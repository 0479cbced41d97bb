//! Configuration types for the SearchAdapter.
//!
//! The recognized options mirror what an ORM adapter configuration carries:
//! `{host, log, index, number_of_shards, number_of_replicas, analysis,
//! mappings}`, plus a few client-side knobs.

use serde::{Deserialize, Serialize};
use serde_json::{Map, Value};

/// Default backend URL.
pub const DEFAULT_HOST: &str = "http://localhost:9200";

/// Default number of primary shards for a newly created index.
pub const DEFAULT_SHARDS: u32 = 2;

/// Default number of replicas for a newly created index.
pub const DEFAULT_REPLICAS: u32 = 1;

/// Configuration for the SearchAdapter.
#[derive(Debug, Clone, PartialEq, Serialize, Deserialize)]
pub struct AdapterConfig {
    /// Backend URL.
    #[serde(default = "default_host")]
    pub host: String,
    /// Log level for the embedding application (e.g. "debug").
    #[serde(default)]
    pub log: Option<String>,
    /// The single index all collections live in.
    #[serde(flatten)]
    pub index: IndexSettings,
    /// Annotate search hits with `_score`.
    #[serde(default = "default_include_score")]
    pub include_score: bool,
    /// Transport-level request timeout. None leaves the client default.
    #[serde(default)]
    pub request_timeout_secs: Option<u64>,
}

impl AdapterConfig {
    /// Create a config for the given host and index with defaults elsewhere.
    pub fn new(host: impl Into<String>, index: IndexSettings) -> Self {
        Self {
            host: host.into(),
            log: None,
            index,
            include_score: true,
            request_timeout_secs: None,
        }
    }

    /// Disable `_score` annotation on search results.
    pub fn without_scores(mut self) -> Self {
        self.include_score = false;
        self
    }
}

/// Settings and mappings of the target index.
///
/// The name is fixed for the adapter's lifetime. Analysis and mappings are
/// re-applied on every startup when the index already exists.
#[derive(Debug, Clone, PartialEq, Serialize, Deserialize)]
pub struct IndexSettings {
    /// Index name.
    #[serde(rename = "index")]
    pub name: String,
    #[serde(default = "default_shards")]
    pub number_of_shards: u32,
    #[serde(default = "default_replicas")]
    pub number_of_replicas: u32,
    /// Analysis settings (analyzers, tokenizers, filters).
    #[serde(default)]
    pub analysis: Option<Value>,
    /// Mapping definition per type name, in application order.
    #[serde(default)]
    pub mappings: Map<String, Value>,
}

impl IndexSettings {
    /// Create settings for the named index with default shards and replicas.
    pub fn new(name: impl Into<String>) -> Self {
        Self {
            name: name.into(),
            number_of_shards: DEFAULT_SHARDS,
            number_of_replicas: DEFAULT_REPLICAS,
            analysis: None,
            mappings: Map::new(),
        }
    }

    pub fn with_shards(mut self, shards: u32) -> Self {
        self.number_of_shards = shards;
        self
    }

    pub fn with_replicas(mut self, replicas: u32) -> Self {
        self.number_of_replicas = replicas;
        self
    }

    pub fn with_analysis(mut self, analysis: Value) -> Self {
        self.analysis = Some(analysis);
        self
    }

    /// Add the mapping definition of one type.
    pub fn with_mapping(mut self, type_name: impl Into<String>, mapping: Value) -> Self {
        self.mappings.insert(type_name.into(), mapping);
        self
    }
}

fn default_host() -> String {
    DEFAULT_HOST.to_string()
}

fn default_shards() -> u32 {
    DEFAULT_SHARDS
}

fn default_replicas() -> u32 {
    DEFAULT_REPLICAS
}

fn default_include_score() -> bool {
    true
}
****************
Retype the listing above word for word.

**Response to this exercise:**
repository 0479cbced41d97bb
//! Configuration types for the SearchAdapter.
//!
//! The recognized options mirror what an ORM adapter configuration carries:
//! `{host, log, index, number_of_shards, number_of_replicas, analysis,
//! mappings}`, plus a few client-side knobs.

use serde::{Deserialize, Serialize};
use serde_json::{Map, Value};

/// Default backend URL.
pub const DEFAULT_HOST: &str = "http://localhost:9200";

/// Default number of primary shards for a newly created index.
pub const DEFAULT_SHARDS: u32 = 2;

/// Default number of replicas for a newly created index.
pub const DEFAULT_REPLICAS: u32 = 1;

/// Configuration for the SearchAdapter.
#[derive(Debug, Clone, PartialEq, Serialize, Deserialize)]
pub struct AdapterConfig {
    /// Backend URL.
    #[serde(default = "default_host")]
    pub host: String,
    /// Log level for the embedding application (e.g. "debug").
    #[serde(default)]
    pub log: Option<String>,
    /// The single index all collections live in.
    #[serde(flatten)]
    pub index: IndexSettings,
    /// Annotate search hits with `_score`.
    #[serde(default = "default_include_score")]
    pub include_score: bool,
    /// Transport-level request timeout. None leaves the client default.
    #[serde(default)]
    pub request_timeout_secs: Option<u64>,
}

impl AdapterConfig {
    /// Create a config for the given host and index with defaults elsewhere.
    pub fn new(host: impl Into<String>, index: IndexSettings) -> Self {
        Self {
            host: host.into(),
            log: None,
            index,
            include_score: true,
            request_timeout_secs: None,
        }
    }

    /// Disable `_score` annotation on search results.
    pub fn without_scores(mut self) -> Self {
        self.include_score = false;
        self
    }
}

/// Settings and mappings of the target index.
///
/// The name is fixed for the adapter's lifetime. Analysis and mappings are
/// re-applied on every startup when the index already exists.
#[derive(Debug, Clone, PartialEq, Serialize, Deserialize)]
pub struct IndexSettings {
    /// Index name.
    #[serde(rename = "index")]
    pub name: String,
    #[serde(default = "default_shards")]
    pub number_of_shards: u32,
    #[serde(default = "default_replicas")]
    pub number_of_replicas: u32,
    /// Analysis settings (analyzers, tokenizers, filters).
    #[serde(default)]
    pub analysis: Option<Value>,
    /// Mapping definition per type name, in application order.
    #[serde(default)]
    pub mappings: Map<String, Value>,
}

impl IndexSettings {
    /// Create settings for the named index with default shards and replicas.
    pub fn new(name: impl Into<String>) -> Self {
        Self {
            name: name.into(),
            number_of_shards: DEFAULT_SHARDS,
            number_of_replicas: DEFAULT_REPLICAS,
            analysis: None,
            mappings: Map::new(),
        }
    }

    pub fn with_shards(mut self, shards: u32) -> Self {
        self.number_of_shards = shards;
        self
    }

    pub fn with_replicas(mut self, replicas: u32) -> Self {
        self.number_of_replicas = replicas;
        self
    }

    pub fn with_analysis(mut self, analysis: Value) -> Self {
        self.analysis = Some(analysis);
        self
    }

    /// Add the mapping definition of one type.
    pub fn with_mapping(mut self, type_name: impl Into<String>, mapping: Value) -> Self {
        self.mappings.insert(type_name.into(), mapping);
        self
    }
}

fn default_host() -> String {
    DEFAULT_HOST.to_string()
}

fn default_shards() -> u32 {
    DEFAULT_SHARDS
}

fn default_replicas() -> u32 {
    DEFAULT_REPLICAS
}

fn default_include_score() -> bool {
    true
}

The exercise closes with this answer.